1\. Showering every day with shampoo makes you cleaner and more approachable (
_at least_ shower every other day). Even if it’s theoretically healthier to
shower/shampoo less, you will appear less cleanly and people won’t trust your
hygiene as much. They just won’t say anything... This is problematic. The same
goes for deodorant. It is a must. If you are worried about chemicals, avoid
anti-perspirants. They usually last longer than traditional deodorants but may
contain aluminum shavings. Even then, many physicians and researchers agree
that aluminum shavings aren’t bad for your health.

2\. Moisturizing is often helpful. This is because there are a number of
things that dry your skin, including: showering, AC, dry climates, and
retinol. People who wear makeup or have oily skin might use cleansers, which
dry the skin even further. Moisturizer is the remedy. It doesn’t have to be
the fancy stuff. There’s almost no correlation between price and quality. At
the very least, moisturizing increases comfort and aesthetic appeal. It can
also improve skin health when your skin is excessively dry.

3\. Sunscreen is critical. It prevents UV damage, reduces cancer risk, and
slows aging. I understand that the article didn’t target sunscreen, but it
vaguely casts doubt over “all those chemicals” used in skincare and downplays
the benefits of pretty much any additive. I recommend daily use of a facial
sunscreen that is SPF 30+, UVA/UVB, and zinc-based. Reapply after every 2
hours of continuous sun exposure. Even if you never use moisturizer but you
regularly use a cheap SPF30 sunscreen, you will look better in old age than
someone who uses expensive skincare products but never uses sunscreen. Both
moisturizer and sunscreen may require experimenting with different brands to
find one that suits your skin type (some are oilier than others). Note: Don’t
use combination moisturizer/sunscreens, they have enough moisturizer but not
enough sunscreen. The proper amount of sunscreen varies by face size, Google
it.

4\. Retinol has empirically proven anti-aging benefits. There are many pricey
BS products that contain an ineffectual amount of retinol. Just ask your
doctor for prescription retinol. Apply every night (not in the morning because
it makes you sensitive to the sun) along with moisturizer. Your skin will
visibly improve over the next 3-6 months, though it might look worse for the
first month as your skin adjusts and you find the right routine. Retinol will
also make your skin look better into old age. Lastly, it can be extremely
effective against acne if that is an issue with you.

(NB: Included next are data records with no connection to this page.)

//! Builders for signed patch archives used by the tests of this workspace.
//!
//! Keys and certificates are generated on the fly; nothing here is meant for
//! producing real patches.

use std::fs;
use std::io::{Cursor, Write};
use std::path::{Path, PathBuf};

use anyhow::{Context, Result};
use indexmap::IndexMap;
use openssl::asn1::Asn1Time;
use openssl::bn::{BigNum, MsbOption};
use openssl::hash::MessageDigest;
use openssl::pkcs7::{Pkcs7, Pkcs7Flags};
use openssl::pkey::{PKey, Private};
use openssl::rsa::Rsa;
use openssl::stack::Stack;
use openssl::x509::{X509, X509Builder, X509NameBuilder};
use zip::CompressionMethod;
use zip::write::{SimpleFileOptions, ZipWriter};

use crate::archive::ArchiveContents;
use crate::certificate::Certificate;
use crate::manifest::{CLASS_PATH, DigestAlgorithm, MAIN_CLASS, MANIFEST_NAME};
use crate::package::{PATCH_PROPERTIES_ENTRY, PatchProperty};
use crate::properties::Properties;
use crate::trust::TrustedCertificates;

pub const DEFAULT_ALIAS: &str = "MYKEY";
pub const DEFAULT_MAIN_CLASS: &str = "com.example.patch.PatchMain";

const LINE_LIMIT: usize = 72;

/// A throwaway RSA key with its certificate and the certificates above it.
pub struct TestSigner {
    alias: String,
    key: PKey<Private>,
    certificate: X509,
    issuers: Vec<X509>,
}

impl TestSigner {
    /// Self-signed signer.
    pub fn generate(common_name: &str) -> Result<Self> {
        let key = generate_key()?;
        let certificate = build_certificate(common_name, &key, None)?;
        Ok(Self {
            alias: DEFAULT_ALIAS.to_string(),
            key,
            certificate,
            issuers: Vec::new(),
        })
    }

    /// Signer whose certificate is issued by `authority`.
    pub fn issued_by(common_name: &str, authority: &TestSigner) -> Result<Self> {
        let key = generate_key()?;
        let certificate = build_certificate(common_name, &key, Some(authority))?;
        let mut issuers = vec![authority.certificate.clone()];
        issuers.extend(authority.issuers.iter().cloned());
        Ok(Self {
            alias: DEFAULT_ALIAS.to_string(),
            key,
            certificate,
            issuers,
        })
    }

    pub fn with_alias(mut self, alias: &str) -> Self {
        self.alias = alias.to_string();
        self
    }

    pub fn alias(&self) -> &str {
        &self.alias
    }

    pub fn certificate(&self) -> Result<Certificate> {
        Ok(Certificate::from_x509(self.certificate.clone())?)
    }

    pub fn certificate_pem(&self) -> Result<Vec<u8>> {
        Ok(self.certificate.to_pem()?)
    }

    /// Write the signer certificate as PEM into `dir` and return the path.
    pub fn write_certificate(&self, dir: &Path) -> Result<PathBuf> {
        let path = dir.join(format!("{}.pem", self.alias.to_ascii_lowercase()));
        fs::write(&path, self.certificate_pem()?)
            .with_context(|| format!("writing {}", path.display()))?;
        Ok(path)
    }

    /// A trust set holding only this signer.
    pub fn trusted(&self) -> Result<TrustedCertificates> {
        Ok(std::iter::once(self.certificate()?).collect())
    }

    fn sign(&self, signature_file: &[u8]) -> Result<Vec<u8>> {
        let mut extra = Stack::new()?;
        for issuer in &self.issuers {
            extra.push(issuer.clone())?;
        }
        let block = Pkcs7::sign(
            &self.certificate,
            &self.key,
            &extra,
            signature_file,
            Pkcs7Flags::DETACHED | Pkcs7Flags::BINARY,
        )?;
        Ok(block.to_der()?)
    }
}

fn generate_key() -> Result<PKey<Private>> {
    let rsa = Rsa::generate(2048)?;
    Ok(PKey::from_rsa(rsa)?)
}

fn build_certificate(
    common_name: &str,
    key: &PKey<Private>,
    issuer: Option<&TestSigner>,
) -> Result<X509> {
    let mut name_builder = X509NameBuilder::new()?;
    name_builder.append_entry_by_text("CN", common_name)?;
    name_builder.append_entry_by_text("O", "Patch Test")?;
    let name = name_builder.build();

    let mut serial = BigNum::new()?;
    serial.rand(64, MsbOption::MAYBE_ZERO, false)?;

    let mut builder = X509Builder::new()?;
    builder.set_version(2)?;
    let serial = serial.to_asn1_integer()?;
    builder.set_serial_number(&serial)?;
    builder.set_subject_name(&name)?;
    builder.set_pubkey(key)?;
    let not_before = Asn1Time::days_from_now(0)?;
    let not_after = Asn1Time::days_from_now(365)?;
    builder.set_not_before(&not_before)?;
    builder.set_not_after(&not_after)?;
    match issuer {
        Some(issuer) => {
            builder.set_issuer_name(issuer.certificate.subject_name())?;
            builder.sign(&issuer.key, MessageDigest::sha256())?;
        }
        None => {
            builder.set_issuer_name(&name)?;
            builder.sign(key, MessageDigest::sha256())?;
        }
    }
    Ok(builder.build())
}

/// Assembles a patch archive and signs every entry.
#[derive(Clone, Debug)]
pub struct PatchBuilder {
    properties: Properties,
    main_class: Option<String>,
    entries: IndexMap<String, Vec<u8>>,
    class_path: Option<String>,
}

impl PatchBuilder {
    pub fn new(id: &str) -> Self {
        let mut properties = Properties::new();
        properties.insert(PatchProperty::Id.key(), id);
        properties.insert(PatchProperty::Description.key(), format!("test patch {id}"));
        properties.insert(PatchProperty::RollbackAllowed.key(), "true");
        Self {
            properties,
            main_class: Some(DEFAULT_MAIN_CLASS.to_string()),
            entries: IndexMap::new(),
            class_path: None,
        }
    }

    pub fn description(self, description: &str) -> Self {
        self.property(PatchProperty::Description.key(), description)
    }

    pub fn rollback_allowed(self, allowed: bool) -> Self {
        self.property(PatchProperty::RollbackAllowed.key(), &allowed.to_string())
    }

    pub fn rollback_for(self, id: &str) -> Self {
        self.property(PatchProperty::RollbackForId.key(), id)
    }

    pub fn java_binary(self, binary: &str) -> Self {
        self.property(PatchProperty::JavaBinary.key(), binary)
    }

    pub fn property(mut self, key: &str, value: &str) -> Self {
        self.properties.insert(key, value);
        self
    }

    pub fn without_property(mut self, key: &str) -> Self {
        self.properties.remove(key);
        self
    }

    /// `None` leaves the `Main-Class` attribute and class entry out.
    pub fn main_class(mut self, main_class: Option<&str>) -> Self {
        self.main_class = main_class.map(str::to_string);
        self
    }

    pub fn class_path(mut self, class_path: &str) -> Self {
        self.class_path = Some(class_path.to_string());
        self
    }

    pub fn entry(mut self, name: &str, bytes: impl Into<Vec<u8>>) -> Self {
        self.entries.insert(name.to_string(), bytes.into());
        self
    }

    /// Archive bytes signed by `signer`.
    pub fn build(&self, signer: &TestSigner) -> Result<Vec<u8>> {
        self.build_signed_by(&[signer])
    }

    /// Archive bytes where each signer covers every entry.
    pub fn build_signed_by(&self, signers: &[&TestSigner]) -> Result<Vec<u8>> {
        let content = self.content();
        let (manifest, sections) = render_manifest(self.main_attributes(), &content);

        let mut archive: IndexMap<String, Vec<u8>> = IndexMap::new();
        archive.insert(MANIFEST_NAME.to_string(), manifest.clone());
        for signer in signers {
            let signature_file = render_signature_file(&manifest, &sections);
            let block = signer.sign(&signature_file)?;
            archive.insert(format!("META-INF/{}.SF", signer.alias), signature_file);
            archive.insert(format!("META-INF/{}.RSA", signer.alias), block);
        }
        archive.extend(content);
        write_zip(&archive)
    }

    /// Build with `signer` and write the archive to `path`.
    pub fn write(&self, signer: &TestSigner, path: &Path) -> Result<PathBuf> {
        let bytes = self.build(signer)?;
        fs::write(path, bytes).with_context(|| format!("writing {}", path.display()))?;
        Ok(path.to_path_buf())
    }

    fn content(&self) -> IndexMap<String, Vec<u8>> {
        let mut content = IndexMap::new();
        let rendered = self.properties.render(Some("test patch"));
        content.insert(PATCH_PROPERTIES_ENTRY.to_string(), rendered.into_bytes());
        if let Some(main_class) = &self.main_class {
            let entry = format!("{}.class", main_class.replace('.', "/"));
            content.insert(entry, class_file_stub(main_class));
        }
        content.extend(self.entries.clone());
        content
    }

    fn main_attributes(&self) -> Vec<(&'static str, String)> {
        let mut attributes = vec![
            ("Manifest-Version", "1.0".to_string()),
            ("Created-By", "patch-verify test tools".to_string()),
        ];
        if let Some(main_class) = &self.main_class {
            attributes.push((MAIN_CLASS, main_class.clone()));
        }
        if let Some(class_path) = &self.class_path {
            attributes.push((CLASS_PATH, class_path.clone()));
        }
        attributes
    }
}

fn class_file_stub(main_class: &str) -> Vec<u8> {
    let mut bytes = vec![0xCA, 0xFE, 0xBA, 0xBE, 0x00, 0x00, 0x00, 0x34];
    bytes.extend_from_slice(main_class.as_bytes());
    bytes
}

/// Rendered manifest plus each entry section's name and raw bytes.
fn render_manifest(
    main: Vec<(&'static str, String)>,
    content: &IndexMap<String, Vec<u8>>,
) -> (Vec<u8>, Vec<(String, Vec<u8>)>) {
    let mut manifest = Vec::new();
    for (key, value) in &main {
        write_header(&mut manifest, key, value);
    }
    manifest.extend_from_slice(b"\r\n");

    let mut sections = Vec::new();
    for (name, bytes) in content {
        let mut section = Vec::new();
        write_header(&mut section, "Name", name);
        let alg = DigestAlgorithm::Sha256;
        write_header(
            &mut section,
            &format!("{}-Digest", alg.name()),
            &alg.encoded_digest(bytes),
        );
        section.extend_from_slice(b"\r\n");
        manifest.extend_from_slice(&section);
        sections.push((name.clone(), section));
    }
    (manifest, sections)
}

fn render_signature_file(manifest: &[u8], sections: &[(String, Vec<u8>)]) -> Vec<u8> {
    let alg = DigestAlgorithm::Sha256;
    let main_len = manifest
        .windows(4)
        .position(|w| w == b"\r\n\r\n")
        .map_or(manifest.len(), |pos| pos + 4);

    let mut sf = Vec::new();
    write_header(&mut sf, "Signature-Version", "1.0");
    write_header(
        &mut sf,
        &format!("{}-Digest-Manifest-Main-Attributes", alg.name()),
        &alg.encoded_digest(&manifest[..main_len]),
    );
    write_header(
        &mut sf,
        &format!("{}-Digest-Manifest", alg.name()),
        &alg.encoded_digest(manifest),
    );
    write_header(&mut sf, "Created-By", "patch-verify test tools");
    sf.extend_from_slice(b"\r\n");

    for (name, section) in sections {
        write_header(&mut sf, "Name", name);
        write_header(
            &mut sf,
            &format!("{}-Digest", alg.name()),
            &alg.encoded_digest(section),
        );
        sf.extend_from_slice(b"\r\n");
    }
    sf
}

/// `key: value` folded at 72 bytes with single-space continuation lines.
fn write_header(out: &mut Vec<u8>, key: &str, value: &str) {
    let line = format!("{key}: {value}");
    let mut rest = line.as_str();
    let mut limit = LINE_LIMIT;
    let mut first = true;
    while !rest.is_empty() {
        let mut split = rest.len().min(limit);
        while !rest.is_char_boundary(split) {
            split -= 1;
        }
        if !first {
            out.push(b' ');
        }
        out.extend_from_slice(&rest.as_bytes()[..split]);
        out.extend_from_slice(b"\r\n");
        rest = &rest[split..];
        limit = LINE_LIMIT - 1;
        first = false;
    }
}

/// Zip `entries` in order.
pub fn write_zip(entries: &IndexMap<String, Vec<u8>>) -> Result<Vec<u8>> {
    let mut writer = ZipWriter::new(Cursor::new(Vec::new()));
    let options = SimpleFileOptions::default().compression_method(CompressionMethod::Deflated);
    for (name, bytes) in entries {
        writer
            .start_file(name.as_str(), options)
            .with_context(|| format!("adding {name}"))?;
        writer.write_all(bytes)?;
    }
    Ok(writer.finish()?.into_inner())
}

/// Re-zip `archive` after `edit` changed its entries; signatures are left as they were.
pub fn rewrite_archive<F>(archive: &[u8], edit: F) -> Result<Vec<u8>>
where
    F: FnOnce(&mut IndexMap<String, Vec<u8>>) -> Result<()>,
{
    let mut entries = ArchiveContents::from_reader(Cursor::new(archive))?.into_entries();
    edit(&mut entries)?;
    write_zip(&entries)
}

/// Apply a textual edit to one entry of `entries`.
pub fn edit_text<F>(entries: &mut IndexMap<String, Vec<u8>>, name: &str, edit: F) -> Result<()>
where
    F: FnOnce(String) -> String,
{
    let bytes = entries
        .get_mut(name)
        .with_context(|| format!("archive has no entry `{name}`"))?;
    let text = String::from_utf8(std::mem::take(bytes))
        .with_context(|| format!("entry `{name}` is not text"))?;
    *bytes = edit(text).into_bytes();
    Ok(())
}

#[cfg(test)]
mod tests {
    use super::*;

    #[test]
    fn long_headers_are_folded() {
        let mut out = Vec::new();
        let name = "x".repeat(100);
        write_header(&mut out, "Name", &name);
        let text = String::from_utf8(out).expect("ascii");
        let lines: Vec<_> = text.split("\r\n").filter(|l| !l.is_empty()).collect();
        assert_eq!(lines.len(), 2);
        assert_eq!(lines[0].len(), 72);
        assert!(lines[1].starts_with(' '));
        assert_eq!(lines[0].len() + lines[1].len() - 1, "Name: ".len() + 100);
    }
}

Sure, collagen creams are a scam. Sure, most skincare products over $10-$20
have no marginal benefits and exist to make you feel luxurious. I just don’t
want people reading the article and then some of the minimalist Thoreau-esque
comments here before coming to the conclusion that they should shower less and
use almost no skincare products. Some skincare products are great, most suck.
Keep it simple and stick to the recommendations embedded in points 1-4 above.
If you use resources like Reddit to research specific skincare products, just
be wary of their obsession with exfoliating acids (AHA, BHA, lactic acid...).
They add complexity and cost for little marginal benefit unless you have acne.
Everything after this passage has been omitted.